There was a pause on the other line, and Edward could have kicked himself. He could tell his brother was holding back laughter when he spoke. "You want to run that by me again? You're taking a girl out? No, wait. You're taking Bitty out? Like on a date?"
Yeah, that had definitely been a mistake. "It's not a date. Not really. I just asked if I could see her again tonight, that's all."
There was silence on the other line save for a soft chortling Edward identified as his father. Great, so everyone was there. He huffed. "You guys are wonderful. I'll call you later."
"No. Honey, wait." Esme sounded too amused to ease Edward's irritation. "I'm sorry. This just isn't what we expected when you went down there alone. Why don't you back up and tell us what happened?"

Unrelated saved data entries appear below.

use chrono::{DateTime, Utc};

use crate::aggregate::aggregate;
use crate::classify::{classify, VerificationLevel, VlSource};
use crate::config::ScoringConfig;
use crate::error::ScoringError;
use crate::evidence::{EvidenceRecord, EvidenceType};
use crate::fraud::{FraudEstimator, FraudRisk};
use crate::reasons;
use crate::result::{AdminReviewAction, Confirmations, ReviewProvenance, ValidationResult};
use crate::router::{EscalationPath, RoutingInput, RoutingState};
use crate::signals;

/// 一次校验提交给核心的输入
///
/// 证据由上游采集器给出；投递时间与模式标记是可选的补充信号。
#[derive(Debug, Clone, Default)]
pub struct Submission {
    pub evidence: Vec<EvidenceRecord>,
    pub pattern_flags: Vec<String>,
    pub position_confidence_meters: Option<f64>,
    pub deliveries: Vec<DateTime<Utc>>,
    pub address_fingerprint: Option<String>,
}

/// 评分引擎
///
/// 纯计算、无副作用：同样的输入总得到同样的修订版。
/// 持久化与并发控制由 `store` 负责。
#[derive(Debug, Clone, Default)]
pub struct ScoringEngine {
    config: ScoringConfig,
    fraud: FraudEstimator,
}

// 派生字段：每个修订版都从这里重新算一遍
struct Derived {
    acs: f64,
    vl: VerificationLevel,
    vl_source: VlSource,
    escalation_path: EscalationPath,
    token_available: bool,
    reason_codes: Vec<String>,
    suggestions: Vec<String>,
}

impl ScoringEngine {
    pub fn new(config: ScoringConfig) -> Self {
        Self {
            config,
            fraud: FraudEstimator::default(),
        }
    }

    /// 首次计算：产出修订版 0
    pub fn evaluate(
        &self,
        request_id: &str,
        submission: Submission,
        now: DateTime<Utc>,
    ) -> Result<ValidationResult, ScoringError> {
        let Submission {
            mut evidence,
            mut pattern_flags,
            position_confidence_meters,
            deliveries,
            address_fingerprint,
        } = submission;

        if let Some(radius) = position_confidence_meters {
            if !radius.is_finite() || radius <= 0.0 {
                return Err(ScoringError::InvalidEvidence(format!(
                    "position confidence {radius} must be a positive number of meters"
                )));
            }
        }
        // 派生信号依赖输入合法，先整体校验一遍
        for record in &evidence {
            record.validate()?;
        }

        if !has(&evidence, EvidenceType::TemporalDecay) {
            if let Some(decay) = signals::temporal_decay(&deliveries, now) {
                pattern_flags.extend(decay.suspicious_patterns.iter().cloned());
                evidence.push(decay.into_record(self.config.temporal_decay_weight));
            }
        }
        if self.config.derive_cross_corpus && !has(&evidence, EvidenceType::CrossCorpus) {
            if let Some(score) = signals::cross_corpus(&evidence) {
                evidence.push(signals::cross_corpus_record(score, self.config.cross_corpus_weight));
            }
        }

        let base_acs = aggregate(&evidence)?;
        let fraud_risk = self.fraud.estimate(&evidence, pattern_flags.as_slice());

        let derived = self.derive(
            &evidence,
            base_acs,
            Confirmations::default(),
            None,
            Some(&fraud_risk),
            position_confidence_meters,
        );

        Ok(ValidationResult {
            request_id: request_id.to_string(),
            revision: 0,
            acs: derived.acs,
            base_acs,
            vl: derived.vl,
            vl_source: derived.vl_source,
            evidence,
            fraud_risk: Some(fraud_risk),
            position_confidence_meters,
            escalation_path: derived.escalation_path,
            category_avg_comparison: None,
            reason_codes: derived.reason_codes,
            suggestions: derived.suggestions,
            token_available: derived.token_available,
            confirmations: Confirmations::default(),
            last_review: None,
            address_fingerprint,
            computed_at: now,
        })
    }

    /// 应用管理员复核，产出下一个修订版
    ///
    /// 确认信号按"或"合并，同一指令重复应用不会重复加分。
    /// `mark_vl` 只改 VL，路由始终按调整后的数值分从第 1 条规则重新求值。
    /// 出错时不产出任何东西，上一个修订版保持权威。
    pub fn apply_review(
        &self,
        prev: &ValidationResult,
        action: &AdminReviewAction,
        now: DateTime<Utc>,
    ) -> Result<ValidationResult, ScoringError> {
        let override_vl = action
            .mark_vl
            .as_deref()
            .map(|raw| raw.trim().parse::<VerificationLevel>())
            .transpose()?;

        let vl_override = match override_vl {
            Some(level) => Some((
                level,
                VlSource::AdminOverride {
                    admin_id: action.admin_id.clone(),
                },
            )),
            // 之前的人工覆盖继续有效，直到被新的覆盖替换
            None if prev.vl_source.is_override() => Some((prev.vl, prev.vl_source.clone())),
            None => None,
        };

        let confirmations = prev
            .confirmations
            .merge(action.postman_confirmed, action.delivery_confirmed);

        let derived = self.derive(
            &prev.evidence,
            prev.base_acs,
            confirmations,
            vl_override,
            prev.fraud_risk.as_ref(),
            prev.position_confidence_meters,
        );

        Ok(ValidationResult {
            request_id: prev.request_id.clone(),
            revision: prev.revision + 1,
            acs: derived.acs,
            base_acs: prev.base_acs,
            vl: derived.vl,
            vl_source: derived.vl_source,
            evidence: prev.evidence.clone(),
            fraud_risk: prev.fraud_risk.clone(),
            position_confidence_meters: prev.position_confidence_meters,
            escalation_path: derived.escalation_path,
            category_avg_comparison: prev
                .category_avg_comparison
                .as_ref()
                .map(|cmp| cmp.rebase(derived.acs)),
            reason_codes: derived.reason_codes,
            suggestions: derived.suggestions,
            token_available: derived.token_available,
            confirmations,
            last_review: Some(ReviewProvenance {
                admin_id: action.admin_id.clone(),
                notes: action.notes.clone(),
                reviewed_at: now,
            }),
            address_fingerprint: prev.address_fingerprint.clone(),
            computed_at: now,
        })
    }

    /// 确认加分，封顶 `max_confirmation_bonus`
    pub fn confirmation_bonus(&self, confirmations: Confirmations) -> f64 {
        let mut bonus = 0.0;
        if confirmations.postman {
            bonus += self.config.postman_bonus;
        }
        if confirmations.delivery {
            bonus += self.config.delivery_bonus;
        }
        bonus.min(self.config.max_confirmation_bonus)
    }

    fn derive(
        &self,
        evidence: &[EvidenceRecord],
        base_acs: f64,
        confirmations: Confirmations,
        vl_override: Option<(VerificationLevel, VlSource)>,
        fraud_risk: Option<&FraudRisk>,
        position_confidence_meters: Option<f64>,
    ) -> Derived {
        let acs = (base_acs + self.confirmation_bonus(confirmations)).min(100.0);

        let computed_vl = classify(acs, &self.config.bands);
        let (vl, vl_source) = vl_override.unwrap_or((computed_vl, VlSource::Computed));

        let escalation_path = RoutingState::Pending.resolve(
            &RoutingInput {
                acs,
                fraud_level: fraud_risk.map(|f| f.risk_level),
                position_confidence_meters,
            },
            &self.config.routing,
        );

        // 人工把等级压到 VL2 以下时不发 token
        let blocked_by_override = vl_source.is_override() && vl < VerificationLevel::VL2;
        let token_available = escalation_path == EscalationPath::AutoToken && !blocked_by_override;

        // 建议只看证据算出的等级，人工覆盖不影响
        let explanation = reasons::explain(evidence, acs, computed_vl);

        Derived {
            acs,
            vl,
            vl_source,
            escalation_path,
            token_available,
            reason_codes: explanation.reason_codes,
            suggestions: explanation.suggestions,
        }
    }
}

fn has(evidence: &[EvidenceRecord], kind: EvidenceType) -> bool {
    evidence.iter().any(|e| e.kind == kind)
}
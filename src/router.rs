use serde::{Deserialize, Serialize};
use std::fmt;

use crate::fraud::RiskLevel;

/// 处理路径：地址后续如何被进一步核验
#[derive(Debug, Clone, Copy, PartialEq, Eq, Hash, Serialize, Deserialize)]
#[serde(rename_all = "snake_case")]
pub enum EscalationPath {
    /// 直接签发 token
    AutoToken,
    /// 请求 IoT 设备复核
    IotCheck,
    /// 社区众包验证
    CrowdValidation,
    /// 邮递员上门
    PostmanQueue,
    /// 欺诈复审队列
    FraudQueue,
}

impl EscalationPath {
    pub fn as_str(&self) -> &'static str {
        match self {
            EscalationPath::AutoToken => "auto_token",
            EscalationPath::IotCheck => "iot_check",
            EscalationPath::CrowdValidation => "crowd_validation",
            EscalationPath::PostmanQueue => "postman_queue",
            EscalationPath::FraudQueue => "fraud_queue",
        }
    }
}

impl fmt::Display for EscalationPath {
    fn fmt(&self, f: &mut fmt::Formatter<'_>) -> fmt::Result {
        f.write_str(self.as_str())
    }
}

/// 路由阈值
#[derive(Debug, Clone, Copy, PartialEq)]
pub struct RoutingPolicy {
    /// 自动签发 token 的 ACS 下限
    pub token_threshold: f64,
    /// IoT 复核要求的 ACS 下限
    pub iot_min_acs: f64,
    /// IoT 复核要求的定位精度上限（米）
    pub iot_max_radius_m: f64,
    /// 众包验证的 ACS 下限
    pub crowd_min_acs: f64,
}

impl Default for RoutingPolicy {
    fn default() -> Self {
        Self {
            token_threshold: 65.0,
            iot_min_acs: 50.0,
            iot_max_radius_m: 150.0,
            crowd_min_acs: 40.0,
        }
    }
}

/// 一次路由决策的输入
///
/// 只看数值分、欺诈等级和定位半径，从不看 VL。
#[derive(Debug, Clone, Copy)]
pub struct RoutingInput {
    pub acs: f64,
    pub fraud_level: Option<RiskLevel>,
    pub position_confidence_meters: Option<f64>,
}

/// 路由状态机
///
/// 初始态 `Pending`，五条路径都是终态。每个结果修订版从 `Pending` 出发走一次。
#[derive(Debug, Clone, Copy, PartialEq, Eq)]
pub enum RoutingState {
    Pending,
    Routed(EscalationPath),
}

impl RoutingState {
    /// 走到终态并返回路径：`Pending` 按优先级求值，第一条命中的规则胜出；终态不再迁移。
    pub fn resolve(self, input: &RoutingInput, policy: &RoutingPolicy) -> EscalationPath {
        match self {
            RoutingState::Routed(path) => path,
            RoutingState::Pending => select_path(input, policy),
        }
    }
}

fn select_path(input: &RoutingInput, policy: &RoutingPolicy) -> EscalationPath {
    // 1. 高欺诈风险优先于一切
    if input.fraud_level == Some(RiskLevel::High) {
        return EscalationPath::FraudQueue;
    }
    // 2. 分数够高，直接签发
    if input.acs >= policy.token_threshold {
        return EscalationPath::AutoToken;
    }
    // 3. 定位足够精确，交给 IoT
    if let Some(radius) = input.position_confidence_meters {
        if radius <= policy.iot_max_radius_m && input.acs >= policy.iot_min_acs {
            return EscalationPath::IotCheck;
        }
    }
    // 4. / 5.
    if input.acs >= policy.crowd_min_acs {
        EscalationPath::CrowdValidation
    } else {
        EscalationPath::PostmanQueue
    }
}

/// 从 `Pending` 出发完成一次路由
pub fn route(input: &RoutingInput, policy: &RoutingPolicy) -> EscalationPath {
    RoutingState::Pending.resolve(input, policy)
}
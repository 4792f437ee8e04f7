use fedreg_core::{prelude::*, schema::federation};
use pretty_assertions::assert_eq;
use serde_json::{Value, json};

fn tree() -> SegmentTree {
    SegmentTree::new(
        federation::registry(),
        Box::new(CounterIds::new("t-")),
        AssociationTable::new(),
        TemplateBook::default(),
    )
}

fn general(tree: &mut SegmentTree, raw: Value) -> String {
    tree.insert_root(SegmentNode::record("General", "General Information"), raw)
        .segment_id
        .clone()
}

fn saved(tree: &mut SegmentTree) -> Value {
    tree.save();
    tree.roots()[0].backing_record().clone()
}

fn slot<'a>(record: &'a Value, name: &str) -> Option<&'a Value> {
    record["Slot"]
        .as_array()?
        .iter()
        .find(|slot| slot["name"] == json!(name))
}

#[test]
fn live_date_round_trips() {
    let raw = json!({
        "id": "n1",
        "Name": "Acme",
        "Slot": [{"name": "liveDate", "value": ["2020-01-01T00:00Z"]}],
    });
    let mut tree = tree();
    let id = general(&mut tree, raw.clone());

    let field = tree
        .find(&id)
        .and_then(|node| node.get_field("liveDate"))
        .expect("liveDate field");
    assert_eq!(
        field.value().date_parts().and_then(|p| p.date.as_deref()),
        Some("2020-01-01")
    );

    assert_eq!(saved(&mut tree), raw);
}

#[test]
fn edited_date_is_re_encoded_at_minute_precision() {
    let mut tree = tree();
    let id = general(
        &mut tree,
        json!({
            "id": "n1",
            "Name": "Acme",
            "Slot": [{"name": "liveDate", "value": ["2020-01-01T08:30:00+02:00"]}],
        }),
    );

    let node = tree.find_mut(&id).expect("general segment");
    let field = node.get_field_mut("liveDate").expect("liveDate field");
    assert!(field.set_part(ValuePart::Date, Some("2021-02-03")));

    let record = saved(&mut tree);
    assert_eq!(
        slot(&record, "liveDate").map(|s| &s["value"]),
        Some(&json!(["2021-02-03T06:30Z"]))
    );
}

#[test]
fn location_point_round_trips_and_re_encodes() {
    let raw = json!({
        "id": "n2",
        "Slot": [{"name": "location", "value": {"Point": {"pos": "38.9 -77.0"}}}],
    });
    let mut tree = tree();
    let id = general(&mut tree, raw.clone());

    let node = tree.find(&id).expect("general segment");
    let point = node
        .get_field("location")
        .and_then(|f| f.value().point_parts())
        .expect("point parts");
    assert_eq!(point.lat.as_deref(), Some("38.9"));
    assert_eq!(point.lon.as_deref(), Some("-77.0"));

    assert_eq!(saved(&mut tree), raw);

    let field = tree
        .find_mut(&id)
        .and_then(|node| node.get_field_mut("location"))
        .expect("location field");
    field.set_part(ValuePart::Lon, Some("-77.1"));

    let record = saved(&mut tree);
    let value = &slot(&record, "location").expect("location slot")["value"];
    assert_eq!(value["Point"]["pos"], json!("38.9 -77.1"));
    assert_eq!(value["Point"]["srsDimension"], json!(2));
}

#[test]
fn custom_note_creates_one_slot() {
    let mut tree = tree();
    let id = general(&mut tree, json!({"id": "n3", "Name": "Acme"}));

    let field = tree
        .add_field(&id, "customNote", ValueType::String, None)
        .expect("general is customizable");
    field.add_value("hello");

    let record = saved(&mut tree);
    assert_eq!(
        record["Slot"],
        json!([{"slotType": "xs:string", "name": "customNote", "value": ["hello"]}])
    );
}

#[test]
fn incomplete_structured_values_are_suppressed() {
    let mut tree = tree();
    let id = general(
        &mut tree,
        json!({
            "id": "n4",
            "Slot": [{"name": "liveDate", "value": ["2020-01-01T10:15Z"]}],
        }),
    );

    tree.add_field(&id, "coverage", ValueType::Bounds, None)
        .expect("general is customizable");

    let node = tree.find_mut(&id).expect("general segment");

    // time of day left without a date
    let live = node.get_field_mut("liveDate").expect("liveDate field");
    live.set_part(ValuePart::Date, None);
    assert_eq!(
        live.value().date_parts().and_then(|p| p.time.as_deref()),
        Some("10:15")
    );

    // latitude without longitude
    let location = node.get_field_mut("location").expect("location field");
    location.set_part(ValuePart::Lat, Some("38.9"));

    // three of four corners
    let coverage = node.get_field_mut("coverage").expect("coverage field");
    for (part, value) in [
        (ValuePart::UpperLat, "10"),
        (ValuePart::UpperLon, "20"),
        (ValuePart::LowerLat, "1"),
    ] {
        coverage.set_part(part, Some(value));
    }

    let record = saved(&mut tree);
    assert_eq!(record.get("Slot"), Some(&json!([])));
}

#[test]
fn custom_slots_survive_unless_removed() {
    let raw = json!({
        "id": "n5",
        "Slot": [
            {"slotType": "xs:string", "name": "mascot", "value": ["owl"]},
            {"slotType": "xs:boolean", "name": "public", "value": "true"},
        ],
    });
    let mut tree = tree();
    let id = general(&mut tree, raw.clone());

    assert_eq!(saved(&mut tree), raw);

    let removed = tree.remove_field(&id, "mascot").expect("custom field");
    assert!(removed.is_custom);

    let record = saved(&mut tree);
    assert_eq!(
        record["Slot"],
        json!([{"slotType": "xs:boolean", "name": "public", "value": "true"}])
    );

    assert_eq!(
        tree.remove_field(&id, "mascot").err(),
        Some(TreeError::FieldNotFound {
            segment_id: id.clone(),
            key: "mascot".into()
        })
    );
}

#[test]
fn collections_grow_and_shrink_at_any_position() {
    let mut tree = tree();
    let services = tree
        .insert_root(
            SegmentNode::collection("Service", "Services").titled(TitleKind::Name),
            json!([
                {"id": "s1", "objectType": "x", "ServiceBinding": []},
                {"id": "s2", "objectType": "x", "ServiceBinding": []},
                {"id": "s3", "objectType": "x", "ServiceBinding": []},
            ]),
        )
        .segment_id
        .clone();

    let added = tree.add_segment(&services, None).expect("collection");
    assert_eq!(tree.roots()[0].segments().len(), 4);

    let record = saved(&mut tree);
    let ids: Vec<_> = record
        .as_array()
        .expect("array")
        .iter()
        .map(|s| s["id"].as_str().unwrap_or_default().to_string())
        .collect();
    assert_eq!(ids, vec!["s1", "s2", "s3", added.as_str()]);

    tree.remove_segment("s2").expect("middle element");
    let record = saved(&mut tree);
    let ids: Vec<_> = record
        .as_array()
        .expect("array")
        .iter()
        .map(|s| s["id"].as_str().unwrap_or_default().to_string())
        .collect();
    assert_eq!(ids, vec!["s1", "s3", added.as_str()]);
}

#[test]
fn structural_errors_are_reported() {
    let mut tree = tree();
    let id = general(&mut tree, json!({"id": "n6", "Name": "Acme"}));
    let org = tree
        .insert_root(
            SegmentNode::record("Organization", "Organization"),
            json!({"id": "o1"}),
        )
        .segments()[0]
        .segment_id
        .clone();

    assert_eq!(
        tree.add_segment(&id, None).err(),
        Some(TreeError::NotACollection {
            segment_id: id.clone()
        })
    );
    assert_eq!(
        tree.add_segment("nope", None).err(),
        Some(TreeError::SegmentNotFound {
            segment_id: "nope".into()
        })
    );
    assert!(matches!(
        tree.add_field(&id, "Name", ValueType::String, None),
        Err(TreeError::DuplicateField { .. })
    ));

    // addresses are container-only leaves; they take no custom fields
    let address = tree.add_segment(&org, None).expect("address collection");
    assert!(matches!(
        tree.add_field(&address, "note", ValueType::String, None),
        Err(TreeError::NotCustomizable { .. })
    ));
}

#[test]
fn validation_paths_start_at_the_root_type() {
    let mut tree = tree();
    tree.insert_root(
        SegmentNode::collection("General", "General Information"),
        json!([{"id": "n7", "Name": ""}]),
    );
    tree.insert_root(
        SegmentNode::collection("Content", "Content Collections"),
        json!([{"id": "c1", "Slot": [{"name": "recordCount", "value": ["-3"]}]}]),
    );

    let err = tree.validate().expect_err("two invalid fields");
    let paths: Vec<_> = err.issues().keys().cloned().collect();

    assert_eq!(paths, vec!["Content[0].recordCount", "General[0].Name"]);
}

#[test]
fn server_assigned_ids_replace_placeholders() {
    let mut tree = tree();
    let id = general(&mut tree, json!({"Name": "Acme"}));
    assert_eq!(id, "t-1");

    assert!(tree.replace_id(&id, "urn:uuid:42"));
    let record = saved(&mut tree);

    assert_eq!(record["id"], json!("urn:uuid:42"));
    assert!(tree.find("urn:uuid:42").is_some());
}

#[test]
fn replaced_ids_carry_their_links() {
    let mut tree = tree();
    let services = tree
        .insert_root(
            SegmentNode::collection("Service", "Services").titled(TitleKind::Name),
            json!([{"id": "s2", "Name": "Search", "ServiceBinding": []}]),
        )
        .segment_id
        .clone();
    tree.announce_segments();

    let added = tree.add_segment(&services, None).expect("collection");
    assert!(tree.links_mut().add_link("l1", &added, "s2"));

    assert!(tree.replace_id(&added, "urn:uuid:9"));

    let links = tree.links();
    assert!(links.links_for(&added).is_empty());
    assert_eq!(links.links_for("urn:uuid:9").len(), 1);
    assert_eq!(links.to_records()[0]["sourceObject"], json!("urn:uuid:9"));

    let offered: Vec<_> = links
        .available_targets("s2")
        .into_iter()
        .map(|t| t.segment_id)
        .collect();
    assert_eq!(offered, vec!["urn:uuid:9"]);

    let record = saved(&mut tree);
    assert_eq!(record[1]["id"], json!("urn:uuid:9"));
}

So, Edward told the story. He glossed over the parts he'd rather not think about. His time in the school before Bella arrived was a muddy mess of emotions he hadn't sorted out yet. His memories, good and bad, tangled up with an overwhelming sense of injustice. High school. At the time, it had felt so big. Now, as an adult, he knew just how little his high school experience was. There was a whole world out there his friends couldn't even imagine.
He talked about Bella scaring the hell out of him—when the chairs clattered, the loud noise had sent him into a brief panic. Something was happening again in that room. Something devastating. He'd seen her body on the floor and for three awful seconds as he ran to her, he'd thought it was happening all over again.
But then he'd seen that the girl—woman—was fine, just dazed. There was no blood. The screaming was all in his head. There was depth in her pretty brown eyes. Not like Mike's eyes, which had been blank and lifeless in death.
His parents, especially, were concerned with Bella. They'd spoken of her often right after it happened, wondering what had become of her. She'd always been polite to them. A good girl, and her father's joy. Charlie, they'd said, had wondered if he was doing right by his often too-quiet little girl. Edward was evasive when he talked about what she'd been up to these past ten years. She'd been so blunt with him, but that didn't mean she wanted him shouting her troubles to anyone who would listen.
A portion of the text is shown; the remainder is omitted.